SUBHEAD: Woman instrumental in the development and design of library at Kauai Community Campus passes away.
By Stephen C. Peters 17 May 2015 in the Garden Island News -
(http://thegardenisland.com/news/local/obituaries/obituaries-for-may/article_0dbde49a-c886-5fdc-8f22-8a29b15cbc1f.html)
Image above: Katherine Peters in August 1999 when she was living on the Big Island in Kamuela. Photo by Juan Wilson.
[IB Publisher's note: As a personal friend of Steve Peters I got to know his mother Kathy in the 1970s. I believe our first meeting was when the three of us went to an Armenian restaurant in Greenich Village, New York. Over the years my wife, Linda, and I got to know her for her wit, quick intelligence and dedication to Hawaiian history, culture and nature. She was a great woman.]
Katherine (Kathy) Peters, former head librarian at Kauai Community College, passed away on the Big Island on May 2, 2015. She was 93, and had suffered from Alzheimer’s for several years.
She served as KCC’s librarian from 1968 until her retirement in 1986. Katherine Shamlian, her maiden name, was one of four Armenian sisters whose family fled the Armenian massacres of WWI and came to the United States. Kathy eventually received a Masters Degree in Library Science from the University of Michigan.
While working as a librarian at a Detroit community college, on a lark teased into by her coworkers,Kathy answered a job listing in the UM Bulletin for a position at a community college on some island called Kauai that she was only vaguely aware of as part of the 50th state. KCC’s provost at the time, Dr. Walter Steiger, came to the mainland in the winter of 1968 to conduct interviews, almost all of them candidates from the West Coast. There were only two east of the Mississippi, one in Minnesota and a woman in Detroit.
Afterall the interviews, Walt Steiger was cold, tired, in Minnesota, and wanted to go back home to the islands. He called Kathy in Detroit and said if she wasn’t really serious about this faraway job in Hawaii, he was getting on a plane in Minneapolis right then. Kathy lied; of course she was serious.
Steiger agreed to meet her only at the Detroit airport, so he could fly out immediately for Hawaii. The interview took place. When Steiger’s return flight stopped for a connection in San Francisco a few hours later, he called Kathy and offered her the job.
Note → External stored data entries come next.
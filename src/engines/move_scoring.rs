//! Heuristic terms used by the evaluator to rank candidate moves.
//!
//! Every term looks at one candidate (piece, destination) in isolation. The
//! capture term reads the live board; all others play the move on a private
//! copy of the board and query the validator there. The copy only relocates
//! the piece (no castling rook, no promotion).

use crate::game_state::chess_rules::promotion_row;
use crate::game_state::chess_types::*;
use crate::game_state::piece_store::PieceStore;
use crate::move_generation::move_validator::legal_targets;

pub const CAPTURE_WEIGHT: f64 = 8.0;
pub const PRESSURE_WEIGHT: f64 = 1.5;
pub const VULNERABILITY_WEIGHT: f64 = -1.8;
pub const PROTECTION_WEIGHT: f64 = 1.2;
pub const KING_EXPOSURE_WEIGHT: f64 = -1.8;

pub const CASTLING_BONUS: f64 = 3.0;
pub const PROMOTION_BONUS: f64 = 9.0;
/// Flat amount, independent of the king's material value.
pub const KING_EXPOSURE_PENALTY: f64 = 100.0;

/// Material value of a piece that can be taken.
#[inline]
pub const fn capture_value(kind: PieceKind) -> f64 {
    match kind {
        PieceKind::Pawn => 1.0,
        PieceKind::Knight => 3.0,
        PieceKind::Bishop => 3.2,
        PieceKind::Rook => 5.0,
        PieceKind::Queen => 9.0,
        PieceKind::King => 100.0,
    }
}

/// Value of an enemy piece put under attack. Same as `capture_value` except
/// for the king.
#[inline]
pub const fn pressure_value(kind: PieceKind) -> f64 {
    match kind {
        PieceKind::King => 12.0,
        other => capture_value(other),
    }
}

/// Bonus for covering a friendly piece.
#[inline]
pub const fn friendly_value(kind: PieceKind) -> f64 {
    match kind {
        PieceKind::Pawn => 0.5,
        PieceKind::Knight | PieceKind::Bishop => 1.5,
        PieceKind::Rook => 2.5,
        PieceKind::Queen => 4.5,
        PieceKind::King => 5.0,
    }
}

/// Weighted contribution of each term for one candidate.
#[derive(Debug, Clone, Copy, Default, PartialEq)]
pub struct ScoreBreakdown {
    pub advancement: f64,
    pub centralization: f64,
    pub capture: f64,
    pub pressure: f64,
    pub vulnerability: f64,
    pub protection: f64,
    pub castling: f64,
    pub promotion: f64,
    pub king_exposure: f64,
}

impl ScoreBreakdown {
    pub fn total(&self) -> f64 {
        self.advancement
            + self.centralization
            + self.capture
            + self.pressure
            + self.vulnerability
            + self.protection
            + self.castling
            + self.promotion
            + self.king_exposure
    }
}

#[inline]
pub fn score_move(board: &PieceStore, piece: &Piece, target: Position) -> f64 {
    score_breakdown(board, piece, target).total()
}

pub fn score_breakdown(board: &PieceStore, piece: &Piece, target: Position) -> ScoreBreakdown {
    let mut after = board.clone();
    after.move_piece(piece.id, target);

    ScoreBreakdown {
        advancement: advancement(piece, target),
        centralization: centralization(piece, target),
        capture: capture(board, target) * CAPTURE_WEIGHT,
        pressure: pressure(&after, piece) * PRESSURE_WEIGHT,
        vulnerability: vulnerability(&after, piece, target) * VULNERABILITY_WEIGHT,
        protection: protection(&after, piece) * PROTECTION_WEIGHT,
        castling: if is_castling_shape(piece, target) {
            CASTLING_BONUS
        } else {
            0.0
        },
        promotion: if piece.kind == PieceKind::Pawn && target.row == promotion_row(piece.color) {
            PROMOTION_BONUS
        } else {
            0.0
        },
        king_exposure: king_exposure(&after, piece) * KING_EXPOSURE_WEIGHT,
    }
}

/// Pawn progress toward promotion, plus a bonus growing near the last row.
pub fn advancement(piece: &Piece, target: Position) -> f64 {
    if piece.kind != PieceKind::Pawn {
        return 0.0;
    }
    let progress = (i32::from(target.row) - i32::from(piece.position.row)) * piece.color.forward();
    let distance_to_promotion =
        (i32::from(promotion_row(piece.color)) - i32::from(target.row)).abs();
    f64::from(progress) * 0.1 + f64::from(7 - distance_to_promotion) * 0.05
}

/// Knights and bishops prefer squares near the middle of the board.
pub fn centralization(piece: &Piece, target: Position) -> f64 {
    if !matches!(piece.kind, PieceKind::Knight | PieceKind::Bishop) {
        return 0.0;
    }
    let col_off = (3.5 - f64::from(target.col)).abs();
    let row_off = (3.5 - f64::from(target.row)).abs();
    0.1 * (4.0 - col_off) + 0.1 * (4.0 - row_off)
}

/// Value of whatever stands on `target` in the live board.
pub fn capture(board: &PieceStore, target: Position) -> f64 {
    board
        .piece_at(target)
        .map_or(0.0, |victim| capture_value(victim.kind))
}

/// Enemy material the moved piece attacks from its new square.
pub fn pressure(after: &PieceStore, piece: &Piece) -> f64 {
    legal_targets(after, piece.id)
        .into_iter()
        .filter_map(|square| after.piece_at(square))
        .filter(|other| other.color != piece.color)
        .map(|enemy| pressure_value(enemy.kind))
        .sum()
}

/// The moved piece's own value when a ready enemy can reach its new square.
pub fn vulnerability(after: &PieceStore, piece: &Piece, target: Position) -> f64 {
    if square_reachable_by(after, piece.color.opposite(), target) {
        capture_value(piece.kind)
    } else {
        0.0
    }
}

/// Friendly pieces standing next to any square the moved piece now reaches,
/// each counted once.
pub fn protection(after: &PieceStore, piece: &Piece) -> f64 {
    let reach = legal_targets(after, piece.id);
    after
        .pieces_of(piece.color, false)
        .filter(|friend| friend.id != piece.id)
        .filter(|friend| {
            reach.iter().any(|&square| {
                let (d_row, d_col) = square.delta_to(friend.position);
                d_row.abs() <= 1 && d_col.abs() <= 1
            })
        })
        .map(|friend| friendly_value(friend.kind))
        .sum()
}

/// Flat penalty when a non-king move leaves the own king reachable by a
/// ready enemy.
pub fn king_exposure(after: &PieceStore, piece: &Piece) -> f64 {
    if piece.kind == PieceKind::King {
        return 0.0;
    }
    let Some(king) = after.king_of(piece.color) else {
        return 0.0;
    };
    if square_reachable_by(after, piece.color.opposite(), king.position) {
        KING_EXPOSURE_PENALTY
    } else {
        0.0
    }
}

fn square_reachable_by(board: &PieceStore, attacker: Color, square: Position) -> bool {
    board
        .pieces_of(attacker, false)
        .filter(|enemy| enemy.is_ready())
        .any(|enemy| legal_targets(board, enemy.id).contains(&square))
}

#[inline]
fn is_castling_shape(piece: &Piece, target: Position) -> bool {
    let (_, d_col) = piece.position.delta_to(target);
    piece.kind == PieceKind::King && d_col.abs() == 2
}
//! Cancellable periodic callback on a dedicated thread.
//!
//! The ticker drives match time. `start` returns as soon as the worker thread
//! is spawned; `stop` blocks until the worker has left its loop, after which
//! the callback is guaranteed not to run again.

use std::ops::ControlFlow;
use std::sync::mpsc::{self, RecvTimeoutError, Sender};
use std::thread::{self, JoinHandle};
use std::time::{Duration, Instant};

use tracing::debug;

use crate::game_state::chess_rules::DEFAULT_TICK_PERIOD_MS;

/// What the callback wants the ticker to do next.
pub type TickFlow = ControlFlow<()>;

#[derive(Debug)]
pub struct Ticker {
    period: Duration,
    worker: Option<Worker>,
}

#[derive(Debug)]
struct Worker {
    // Dropping or signalling the sender wakes the loop and ends it.
    stop_tx: Sender<()>,
    handle: JoinHandle<()>,
}

impl Default for Ticker {
    fn default() -> Self {
        Self::new(Duration::from_millis(DEFAULT_TICK_PERIOD_MS))
    }
}

impl Ticker {
    pub fn new(period: Duration) -> Self {
        Self {
            period: period.max(Duration::from_millis(1)),
            worker: None,
        }
    }

    #[inline]
    pub fn period(&self) -> Duration {
        self.period
    }

    /// New period, used from the next `start`.
    pub fn set_period(&mut self, period: Duration) {
        self.period = period.max(Duration::from_millis(1));
        debug!(period_ms = self.period.as_millis() as u64, "ticker period set");
    }

    /// True while the worker loop is alive. A callback returning `Break`
    /// ends the loop on its own.
    pub fn is_running(&self) -> bool {
        self.worker
            .as_ref()
            .is_some_and(|worker| !worker.handle.is_finished())
    }

    /// Spawn the worker. The first tick fires one period from now. A running
    /// worker is stopped first.
    pub fn start<F>(&mut self, mut on_tick: F)
    where
        F: FnMut() -> TickFlow + Send + 'static,
    {
        self.stop();

        let period = self.period;
        let (stop_tx, stop_rx) = mpsc::channel::<()>();
        let handle = thread::spawn(move || {
            let mut deadline = Instant::now() + period;
            loop {
                let wait = deadline.saturating_duration_since(Instant::now());
                match stop_rx.recv_timeout(wait) {
                    Err(RecvTimeoutError::Timeout) => {}
                    Ok(()) | Err(RecvTimeoutError::Disconnected) => break,
                }
                if on_tick().is_break() {
                    break;
                }
                deadline += period;
                // Do not try to catch up after a long stall.
                let now = Instant::now();
                if deadline < now {
                    deadline = now;
                }
            }
        });

        debug!(period_ms = period.as_millis() as u64, "ticker started");
        self.worker = Some(Worker { stop_tx, handle });
    }

    /// Stop the worker and wait for it to exit.
    ///
    /// Called from inside the tick callback it only signals, since a thread
    /// cannot join itself; the loop still ends before the next tick.
    pub fn stop(&mut self) {
        let Some(worker) = self.worker.take() else {
            return;
        };
        let _ = worker.stop_tx.send(());

        if worker.handle.thread().id() == thread::current().id() {
            return;
        }
        if worker.handle.join().is_err() {
            debug!("ticker worker panicked");
        }
        debug!("ticker stopped");
    }
}

impl Drop for Ticker {
    fn drop(&mut self) {
        self.stop();
    }
}

#[cfg(test)]
mod tests {
    use super::*;
    use std::sync::atomic::{AtomicUsize, Ordering};
    use std::sync::Arc;

    #[test]
    fn ticks_repeatedly_until_stopped() {
        let count = Arc::new(AtomicUsize::new(0));
        let mut ticker = Ticker::new(Duration::from_millis(5));

        let counter = Arc::clone(&count);
        ticker.start(move || {
            counter.fetch_add(1, Ordering::SeqCst);
            ControlFlow::Continue(())
        });
        assert!(ticker.is_running());

        thread::sleep(Duration::from_millis(100));
        ticker.stop();
        assert!(!ticker.is_running());

        let after_stop = count.load(Ordering::SeqCst);
        assert!(after_stop >= 2, "expected several ticks, got {after_stop}");

        thread::sleep(Duration::from_millis(30));
        assert_eq!(count.load(Ordering::SeqCst), after_stop);
    }

    #[test]
    fn start_does_not_wait_for_first_tick() {
        let mut ticker = Ticker::new(Duration::from_secs(60));
        let began = Instant::now();
        ticker.start(|| ControlFlow::Continue(()));
        ticker.stop();
        assert!(began.elapsed() < Duration::from_secs(5));
    }

    #[test]
    fn break_ends_the_loop() {
        let count = Arc::new(AtomicUsize::new(0));
        let mut ticker = Ticker::new(Duration::from_millis(2));

        let counter = Arc::clone(&count);
        ticker.start(move || {
            counter.fetch_add(1, Ordering::SeqCst);
            ControlFlow::Break(())
        });

        thread::sleep(Duration::from_millis(50));
        assert!(!ticker.is_running());
        assert_eq!(count.load(Ordering::SeqCst), 1);
    }

    #[test]
    fn restart_replaces_previous_worker() {
        let count = Arc::new(AtomicUsize::new(0));
        let mut ticker = Ticker::new(Duration::from_millis(5));

        for _ in 0..3 {
            let counter = Arc::clone(&count);
            ticker.start(move || {
                counter.fetch_add(1, Ordering::SeqCst);
                ControlFlow::Continue(())
            });
        }
        ticker.stop();
        ticker.stop();
        assert!(!ticker.is_running());
    }

    #[test]
    fn zero_period_is_clamped() {
        let mut ticker = Ticker::new(Duration::ZERO);
        assert_eq!(ticker.period(), Duration::from_millis(1));
        ticker.set_period(Duration::from_millis(250));
        assert_eq!(ticker.period(), Duration::from_millis(250));
    }
}
impl MatchController {
    pub fn new() -> Self {
        Self::build(None)
    }

    /// Controller whose state transitions are reported to `observer`.
    ///
    /// The observer runs on whichever thread caused the transition, the
    /// ticker thread included.
    pub fn with_observer<F>(observer: F) -> Self
    where
        F: Fn(MatchState) + Send + Sync + 'static,
    {
        Self::build(Some(Arc::new(observer)))
    }

    fn build(observer: Option<StateObserver>) -> Self {
        Self {
            core: Arc::new(Mutex::new(MatchCore::new())),
            ticker: Mutex::new(Ticker::default()),
            observer,
        }
    }

    /// Store timing, install the initial layout and wait for `start`.
    pub fn apply_settings(&self, settings: &MatchSettings) -> LayoutSource {
        let source = {
            let mut ticker = lock(&self.ticker);
            ticker.stop();
            ticker.set_period(Duration::from_millis(settings.tick_period_ms));

            let mut core = lock(&self.core);
            core.white_cooldown = settings.white_cooldown_ticks;
            core.black_cooldown = settings.black_cooldown_ticks;
            let source = core.install_layout(&settings.layout);
            core.state = MatchState::AwaitingSettings;
            source
        };
        notify(&self.observer, MatchState::AwaitingSettings);
        source
    }

    /// `NotStarted | AwaitingSettings -> Active`. An empty board gets the
    /// standard layout first.
    pub fn start(&self) -> bool {
        {
            let mut ticker = lock(&self.ticker);
            {
                let mut core = lock(&self.core);
                if !matches!(
                    core.state,
                    MatchState::NotStarted | MatchState::AwaitingSettings
                ) {
                    return false;
                }
                if !core.has_live_pieces() {
                    core.board.setup_standard();
                }
                core.state = MatchState::Active;
            }
            self.launch_ticker(&mut ticker);
        }
        notify(&self.observer, MatchState::Active);
        true
    }

    /// `Active -> Paused`. Returns once the ticker thread has exited.
    pub fn pause(&self) -> bool {
        {
            let mut ticker = lock(&self.ticker);
            {
                let mut core = lock(&self.core);
                if core.state != MatchState::Active {
                    return false;
                }
                core.state = MatchState::Paused;
            }
            ticker.stop();
        }
        notify(&self.observer, MatchState::Paused);
        true
    }

    /// `Paused -> Active`.
    pub fn resume(&self) -> bool {
        {
            let mut ticker = lock(&self.ticker);
            {
                let mut core = lock(&self.core);
                if core.state != MatchState::Paused {
                    return false;
                }
                core.state = MatchState::Active;
            }
            self.launch_ticker(&mut ticker);
        }
        notify(&self.observer, MatchState::Active);
        true
    }

    /// Stop the clock and return to `AwaitingSettings`. The board is only
    /// reseeded when it has no live pieces; otherwise it is kept as is.
    pub fn reset(&self) {
        {
            let mut ticker = lock(&self.ticker);
            ticker.stop();

            let mut core = lock(&self.core);
            if !core.has_live_pieces() {
                core.board.setup_standard();
            }
            core.state = MatchState::AwaitingSettings;
        }
        notify(&self.observer, MatchState::AwaitingSettings);
    }

    /// Move `piece_id` to `target`. Only accepted while the match is active,
    /// the piece is off cooldown and the move is legal. Castling moves king
    /// and rook together; a pawn reaching its last row becomes a queen.
    pub fn submit_move(&self, piece_id: PieceId, target: Position) -> bool {
        let (accepted, finished) = lock(&self.core).submit_move(piece_id, target);

        if let Some(finished) = finished {
            {
                let mut ticker = lock(&self.ticker);
                // A reset and restart may have slipped in between the two locks.
                if lock(&self.core).state == finished {
                    ticker.stop();
                }
            }
            notify(&self.observer, finished);
        }
        accepted
    }

    /// Convenience for front-ends that address pieces by square.
    pub fn submit_move_from(&self, from: Position, to: Position) -> bool {
        let Some(piece_id) = self.piece_at(from).map(|p| p.id) else {
            return false;
        };
        self.submit_move(piece_id, to)
    }

    fn launch_ticker(&self, ticker: &mut Ticker) {
        let core = Arc::clone(&self.core);
        let observer = self.observer.clone();
        ticker.start(move || {
            let (flow, finished) = lock(&core).on_tick();
            if let Some(finished) = finished {
                notify(&observer, finished);
            }
            flow
        });
    }

    pub fn legal_targets(&self, piece_id: PieceId) -> BTreeSet<Position> {
        let core = lock(&self.core);
        core.validator.legal_targets(&core.board, piece_id)
    }

    pub fn piece_at(&self, position: Position) -> Option<Piece> {
        lock(&self.core).board.piece_at(position).copied()
    }

    pub fn piece_by_id(&self, piece_id: PieceId) -> Option<Piece> {
        lock(&self.core).board.piece_by_id(piece_id).copied()
    }

    pub fn all_pieces(&self, include_captured: bool) -> Vec<Piece> {
        lock(&self.core)
            .board
            .all_pieces(include_captured)
            .copied()
            .collect()
    }

    pub fn state(&self) -> MatchState {
        lock(&self.core).state
    }

    pub fn cooldown_for(&self, color: Color) -> Ticks {
        lock(&self.core).cooldown_for(color)
    }

    pub fn white_cooldown(&self) -> Ticks {
        self.cooldown_for(Color::White)
    }

    pub fn black_cooldown(&self) -> Ticks {
        self.cooldown_for(Color::Black)
    }

    pub fn tick_period(&self) -> Duration {
        lock(&self.ticker).period()
    }

    pub fn ticks_elapsed(&self) -> u64 {
        lock(&self.core).ticks_elapsed
    }

    /// Whether the background ticker thread is currently alive.
    pub fn is_ticking(&self) -> bool {
        lock(&self.ticker).is_running()
    }

    pub fn snapshot(&self) -> MatchSnapshot {
        lock(&self.core).snapshot()
    }

    /// Placement descriptor of the live pieces.
    pub fn layout_descriptor(&self) -> String {
        generate_layout(&lock(&self.core).board)
    }
}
So began Kathy’s journey to Kauai and head librarian at KCC. At that time in 1968, KCC’s “campus” was the old trade school next to Kauai High School. The library was a shack on poles in the entry drive. It’s collection was maybe 200 volumes and a few magazines.
Things changed, and by the mid 1970’s KCC’s new campus opened in Puhi on land donated by Grove Farm. Kathy was instrumental in the development and design of the Learning Resource Center (LRC), the new designation for library.
She worked with architects to create a space that was not a typical sterile, silent place of study, but rather more like a big two-story student union, a comfortable and welcoming lounge that encouraged interaction and conversation (within limits) among students and faculty— all of this surrounded by an ever-expanding collection. She also had “quiet” study areas and alcoves on both levels integrated into the design.
Kathy fought hard for an increased LRC budget, and its collection grew to thousands of volumes and over a hundred periodicals. She was a leading proponent of something new that had arrived onto the information resource horizon: Computers. She led the way in putting the entire old card catalog into an online database, available at workstations, and also encouraged another new form of communication among her staff and the faculty: email.
Kathy spent a year in Wales on sabbatical studying the Open University concept: providing part-time undergraduate higher education and supported distance learning. She saw this process as a leading aspect of KCC’s mission, and indeed UH’s extended network of campuses.
Kathy had a deep affection for the island of Kauai, and its college. Many of Kathy’s KCC colleagues remained lifelong friends. Among them: Bob Tsuda, Andy Bushnell, Mark Summers, Mino Shimokawa, Richard Coller, Earl Nishiguchi, Guy Fujiuchi, Jeanne Bunyan, Bill Higa and Charles Roessler. And most especially, her longtime associate in the LRC’s administrative office, Isabel Adorable of Eleele.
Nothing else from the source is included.